Former U.S. Naval War College professor Tom Nichols penned a column for The Atlantic after President Donald Trump's speech to top military leaders, noting that it's clear he is "not okay."
MSNBC's Nicolle Wallace pointed to Rep. Madeleine Dean (D-PA), who made the same comment to Speaker Mike Johnson (R-LA) that "the president is not well." The exchange was captured on video ahead of Dean's conversation with Wallace on Tuesday, and Johnson replied that he didn't watch Trump's speech.
Nichols, in his piece, talked about Trump's speech, but he also recalled a question asked by a U.S. Air Force nuclear-missile officer in 1973: "How can I know that an order I receive to launch my missiles came from a sane president?" The officer lost his career as a result.
Now that concerns about the president's mental capacity are resurfacing, the question has again been raised.
Nichols told Wallace that he was watching the speech in real-time and observing the audience's responses. Some of those top leaders were once Nichols' own students, he noted.
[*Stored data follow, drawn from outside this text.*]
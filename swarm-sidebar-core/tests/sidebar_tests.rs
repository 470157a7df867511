#![allow(clippy::expect_used, clippy::unwrap_used, clippy::panic)]
//! End-to-end tests: polled pool list → menu tree → activation state → stylesheet links.

use std::sync::Arc;

use async_trait::async_trait;
use swarm_sidebar_core::services::menu_catalog::{LABEL_COLORS, LABEL_POOLS, LABEL_THEMES};
use swarm_sidebar_core::services::NavigationRequest;
use swarm_sidebar_core::types::{
    DeviceClass, LayoutContext, MenuMode, Pool, StylesheetKind, StylesheetLinks,
};
use swarm_sidebar_core::{CoreResult, LevelId, MenuActivation, MenuListBuilder, PoolSource};
use tokio::sync::Mutex;

// ===== Mock Implementations =====

/// Pool source that always answers with the list it currently holds.
struct FixedPoolSource {
    pools: Mutex<Vec<Pool>>,
}

impl FixedPoolSource {
    fn new(pools: Vec<Pool>) -> Self {
        Self {
            pools: Mutex::new(pools),
        }
    }

    async fn replace(&self, pools: Vec<Pool>) {
        *self.pools.lock().await = pools;
    }
}

#[async_trait]
impl PoolSource for FixedPoolSource {
    async fn get_pools(&self) -> CoreResult<Vec<Pool>> {
        Ok(self.pools.lock().await.clone())
    }
}

fn root_index(builder: &MenuListBuilder, label: &str) -> usize {
    builder
        .model()
        .iter()
        .position(|n| n.label == label)
        .expect("root entry missing")
}

// ===== Tests =====

#[tokio::test]
async fn single_pool_yields_all_ecosystem_and_pool_entry() {
    let source = Arc::new(FixedPoolSource::new(vec![Pool::new("a", "Alpha")]));
    let mut builder = MenuListBuilder::new(source);
    builder.refresh().await;

    let pools = &builder.model()[root_index(&builder, LABEL_POOLS)];
    let entries: Vec<_> = pools
        .children
        .iter()
        .map(|n| (n.label.as_str(), n.route_path().unwrap()))
        .collect();
    assert_eq!(
        entries,
        vec![("All ecosystem", "/pool/all"), ("Alpha", "pool/a")]
    );
}

#[tokio::test]
async fn equal_list_from_a_new_instance_keeps_tree() {
    let source = Arc::new(FixedPoolSource::new(vec![
        Pool::new("a", "Alpha"),
        Pool::new("b", "Beta"),
    ]));
    let mut builder = MenuListBuilder::new(source.clone());
    builder.refresh().await;
    let tree = builder.model().to_vec();

    source
        .replace(vec![Pool::new("a", "Alpha"), Pool::new("b", "Beta")])
        .await;
    assert!(!builder.refresh().await);
    assert_eq!(builder.model(), tree.as_slice());
    assert_eq!(builder.revision(), 1);
}

#[tokio::test]
async fn theme_click_rewrites_theme_stylesheet() {
    let source = Arc::new(FixedPoolSource::new(Vec::new()));
    let mut builder = MenuListBuilder::new(source);
    builder.refresh().await;

    let model = builder.model();
    let mut activation = MenuActivation::build(model);
    let mut ctx = LayoutContext::new(MenuMode::Static, DeviceClass::Desktop);
    let mut links = StylesheetLinks::default();

    let colors_index = root_index(&builder, LABEL_COLORS);
    activation.click(model, LevelId::ROOT, colors_index, &mut ctx, &mut links);
    let colors = activation.child_level(LevelId::ROOT, colors_index).unwrap();

    let themes_index = model[colors_index]
        .children
        .iter()
        .position(|n| n.label == LABEL_THEMES)
        .unwrap();
    activation.click(model, colors, themes_index, &mut ctx, &mut links);
    let themes = activation.child_level(colors, themes_index).unwrap();

    let teal = activation
        .items(model, themes)
        .unwrap()
        .iter()
        .position(|n| n.label == "Teal - Red")
        .unwrap();
    let outcome = activation.click(model, themes, teal, &mut ctx, &mut links);

    assert!(outcome.handled);
    assert!(outcome.navigation.is_none());
    assert_eq!(links.href("theme-css"), Some("assets/theme/theme-teal.css"));
    assert_eq!(links.current(StylesheetKind::Theme), Some("teal"));
}

#[tokio::test]
async fn horizontal_leaf_click_collapses_menu_after_reset_broadcast() {
    let source = Arc::new(FixedPoolSource::new(vec![Pool::new("a", "Alpha")]));
    let mut builder = MenuListBuilder::new(source);
    builder.refresh().await;

    let model = builder.model();
    let mut activation = MenuActivation::build(model);
    let mut ctx = LayoutContext::new(MenuMode::Horizontal, DeviceClass::Desktop);
    let mut links = StylesheetLinks::default();

    let pools_index = root_index(&builder, LABEL_POOLS);
    activation.click(model, LevelId::ROOT, pools_index, &mut ctx, &mut links);
    let pools = activation.child_level(LevelId::ROOT, pools_index).unwrap();
    let outcome = activation.click(model, pools, 1, &mut ctx, &mut links);

    assert_eq!(outcome.navigation, Some(NavigationRequest::Route("pool/a".into())));
    assert!(ctx.reset_menu);

    activation.broadcast_reset(model, ctx.reset_menu, &ctx);
    assert_eq!(activation.level(LevelId::ROOT).unwrap().active_index(), None);
    assert_eq!(activation.level(pools).unwrap().active_index(), None);
}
And he was curious about what they were thinking, since they aren't typically those in the crowd at a MAGA rally.
He said that he heard from some of the people in the room that Trump doesn't seem all right.
"I'm not a doctor. I'm not making a diagnosis. I'm saying as a lay person and a man of advancing years myself, that I looked at the president and I thought, he's not okay. And it's not just his physical demeanor. I think for too long we have been willing to talk about the weird, rambling, you know, what the president tries to call 'the weave.' It's not 'the weave.' It is some kind of emotional disorder, condition, where he just can't hold a thought in his head. And I think when you're speaking to 800 admirals and generals, that audience is going to notice it a lot more than a MAGA audience is at rallies because they're either looking at their phone or laughing or not really paying attention."
Retired Lt. Gen. Mark Hertling agreed with Nichols, saying that he heard from former colleagues on Tuesday evening who said some of the same things.
"It seemed to be disconnected thoughts," said Hertling. "And I would agree with Tom, when you know you're going into an audience of that kind of folk, the people who are the generals and admirals and senior enlisted officers, you know you've got to be on your game."
He went on to say that one of the top military people he knows typically takes a lot of notes, and halfway through the speech, he quit writing, knowing that nothing that was being said could be taken back to his troops.